Let's go outside ...

AS starts up a discussion of Laud Humphreys' ground-breaking - and ethically controversial 1970 study - "The Tearoom Trade."

Why do people have "crazy sex"?

Forget about Senator Craig. What about that scene from the hugely popular movie Risky Business, in which the main characters have a long, slow-motion slog in a New York subway car, as it rocks on the tracks, as best memory serves? I think there is a commercial that suggests "elevator sex".

My point (at least the way I'm seeing it now) would be that the way to relate to it publicly, to the extent that it is required in terms of a public ethics, is through hypocrisy or some other double-standard type construct. Otherwise, what's going on between consenting adults is their own business, either private or semi-private. Lord knows, only a few are given to "policing" whether someone is in the missionary position or in a sling ...

IS THAT SO WRONG?

It doesn't seem that you can condemn people for "gay sex" (or wanting 'gay relationships') and then go on to accord yourself - for whatever reason - "crazy sex". To do so, wouldn't you have to sort of admit that "gay sex" wasn't, somehow, "crazy sex"?

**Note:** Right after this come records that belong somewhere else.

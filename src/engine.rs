//=========================================================================
// Star Gate Engine
//
// Main entry point and coordinator for the game runtime.
//
// Architecture:
// ```text
//     EngineBuilder  ──build()──>  Engine  ──run()──>  [Runtime]
//         │                          │
//         ├─ with_tps()              ├─ init(): bindings, levels
//         ├─ with_channel_capacity() └─ run(): spawns logic thread,
//         ├─ with_window()                     runs platform,
//         ├─ with_physics()                    blocks until exit
//         └─ with_presenter()
// ```
//
//=========================================================================

//=== External Dependencies ===============================================

use crossbeam_channel::{bounded, Receiver, Sender};
use log::{error, info};

//=== Internal Dependencies ===============================================

use crate::core::physics::PhysicsService;
use crate::core::platform_bridge::PlatformEvent;
use crate::core::presentation::Presenter;
use crate::core::{Action, CoreSystemsOrchestrator, GlobalSystems, SceneKey};
use crate::platform::{Platform, WindowSettings};

//=== EngineConfig ========================================================

/// Runtime parameters collected by [`EngineBuilder`].
#[derive(Debug, Clone, PartialEq)]
pub(crate) struct EngineConfig {
    /// Logic ticks per second.
    pub(crate) tps: f64,
    /// Platform → core messages that may queue before the platform blocks.
    pub(crate) channel_capacity: usize,
    pub(crate) window: WindowSettings,
}

impl Default for EngineConfig {
    fn default() -> Self {
        Self {
            tps: 60.0,
            channel_capacity: 128,
            window: WindowSettings::default(),
        }
    }
}

//=== EngineBuilder =======================================================

/// Configures an [`Engine`]: tick rate, channel, window and the external
/// physics and rendering services.
///
/// Defaults are 60 TPS, a 128-message channel, an 800x600 "Star Gate"
/// window and null services (levels run, nothing collides or draws).
///
/// ```no_run
/// use star_gate::prelude::*;
///
/// EngineBuilder::<GameScene, GameAction>::new()
///     .with_tps(120.0)
///     .with_window("Star Gate", 1024, 768)
///     .build()
///     .init(|systems| {
///         bind_default_controls(&mut systems.input);
///         register_levels(systems, LevelConfig::level_a(), LevelConfig::level_b());
///     })
///     .run();
/// ```
pub struct EngineBuilder<S: SceneKey, A: Action> {
    config: EngineConfig,
    physics: Option<Box<dyn PhysicsService>>,
    presenter: Option<Box<dyn Presenter>>,
    _keys: std::marker::PhantomData<(S, A)>,
}

impl<S: SceneKey, A: Action> EngineBuilder<S, A> {
    pub fn new() -> Self {
        Self {
            config: EngineConfig::default(),
            physics: None,
            presenter: None,
            _keys: std::marker::PhantomData,
        }
    }

    /// Logic ticks per second. Levels advance one step per tick.
    ///
    /// # Panics
    ///
    /// Panics if `tps <= 0.0`.
    pub fn with_tps(mut self, tps: f64) -> Self {
        assert!(tps > 0.0, "TPS must be positive, got {}", tps);
        self.config.tps = tps;
        self
    }

    /// Capacity of the bounded platform → core channel.
    ///
    /// # Panics
    ///
    /// Panics if `capacity == 0`.
    pub fn with_channel_capacity(mut self, capacity: usize) -> Self {
        assert!(capacity > 0, "Channel capacity must be positive");
        self.config.channel_capacity = capacity;
        self
    }

    /// Window title and logical size.
    ///
    /// # Panics
    ///
    /// Panics if either dimension is zero.
    pub fn with_window(mut self, title: impl Into<String>, width: u32, height: u32) -> Self {
        assert!(width > 0 && height > 0, "Window size must be positive");
        self.config.window = WindowSettings {
            title: title.into(),
            width,
            height,
        };
        self
    }

    pub fn with_physics(mut self, physics: impl PhysicsService + 'static) -> Self {
        self.physics = Some(Box::new(physics));
        self
    }

    pub fn with_presenter(mut self, presenter: impl Presenter + 'static) -> Self {
        self.presenter = Some(Box::new(presenter));
        self
    }

    /// Creates the engine with its services installed.
    pub fn build(self) -> Engine<S, A> {
        info!(
            "Building engine (TPS: {}, channel: {}, window: {}x{})",
            self.config.tps,
            self.config.channel_capacity,
            self.config.window.width,
            self.config.window.height
        );

        let mut orchestrator = CoreSystemsOrchestrator::new();
        let (physics, presenter) = (self.physics, self.presenter);
        orchestrator.init_systems(|systems| {
            if let Some(physics) = physics {
                systems.physics = physics;
            }
            if let Some(presenter) = presenter {
                systems.presenter = presenter;
            }
        });

        Engine {
            orchestrator,
            config: self.config,
        }
    }
}

impl<S: SceneKey, A: Action> Default for EngineBuilder<S, A> {
    fn default() -> Self {
        Self::new()
    }
}

//=== Engine ==============================================================

/// A configured game, ready to register levels and run.
///
/// ```text
/// Engine (Main Thread)
///   ├─► CoreSystemsOrchestrator (Logic Thread @ TPS)
///   │     └─► InputSystem, SceneManager (levels), services
///   │
///   └─► Platform (winit event loop)
///         └─► Window, keyboard
///
/// Communication: bounded channel of PlatformEvent
/// ```
pub struct Engine<S: SceneKey, A: Action> {
    orchestrator: CoreSystemsOrchestrator<S, A>,
    config: EngineConfig,
}

impl<S: SceneKey, A: Action> Engine<S, A> {
    //--- Initialization ---------------------------------------------------

    /// Gives `init_fn` the systems to bind keys and register scenes.
    pub fn init<F>(mut self, init_fn: F) -> Self
    where
        F: FnOnce(&mut GlobalSystems<S, A>),
    {
        self.orchestrator.init_systems(init_fn);
        info!("Engine systems initialized");
        self
    }

    //--- Execution --------------------------------------------------------

    /// Runs until the window closes.
    ///
    /// The logic thread is spawned first; the winit loop then owns the
    /// calling thread. Closing the window sends `WindowClosed`, after
    /// which the logic thread finishes its tick and is joined.
    pub fn run(self) {
        let EngineConfig { tps, channel_capacity, window } = self.config;
        info!("Starting engine runtime (TPS: {})", tps);

        let (tx, rx): (Sender<PlatformEvent>, Receiver<PlatformEvent>) = bounded(channel_capacity);
        let core_handle = self.orchestrator.spawn_core_thread(rx, tps);

        if let Err(e) = Platform::new(tx, window).run() {
            error!("Platform error: {}", e);
        }

        match core_handle.join() {
            Ok(()) => info!("Engine shutdown complete"),
            Err(e) => error!("Core thread panicked: {:?}", e),
        }
    }
}

//=========================================================================
// Unit Tests
//=========================================================================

What's more, it's a bit too facile to excuse/dismiss "crazy sex", which may well largely be a choice, on the same basis on which you repudiate/dismiss "gay sex", which may well largely not be a choice, for some.

Nor it is perfectly sensible to have people who are visibly or publicly condemnatory of "gay identified" sex, but who themselves have "gay sex" (a.k.a., MSM). What does that mean, afterall? We accord a place for "straight" men to have 'boys on the side', while publicly condemning boys who like boys? C'mon.


People have "crazy sex" for all kinds of reasons:
-it's a fantasy; or an adventure (a conquest)
-it's a taboo, and therefore alluring, especially to those who invest a lot psychic energy in constructing that taboo
-it's easy, because it can be controlled by "release" in discreet intervals; because it involves no lasting commitment (to self), it doesn't force any question of integrity; and, at the far end, it may yield a transient, yet powerful feeling of liberation because it is unattached, ephemeral - the sheer essence of ego-power, to act for joy without consequence or care "for once" ... at least until the elixir is needed again ...
-it's mutates into a compulsion, rather than a choice
-it's ... fundamentally and paradoxically human, somehow, to doff our "better self" in order to preserve it (a sort of bacchanalia theory); or, it's la nostalgie pour la boue, as the French say.

Notice that this list, by no means comprehensive, doesn't appeal to "self loathing". That's just a catch-all, often chosen for emphasis, it seems, because it points to a most damaging type of "split".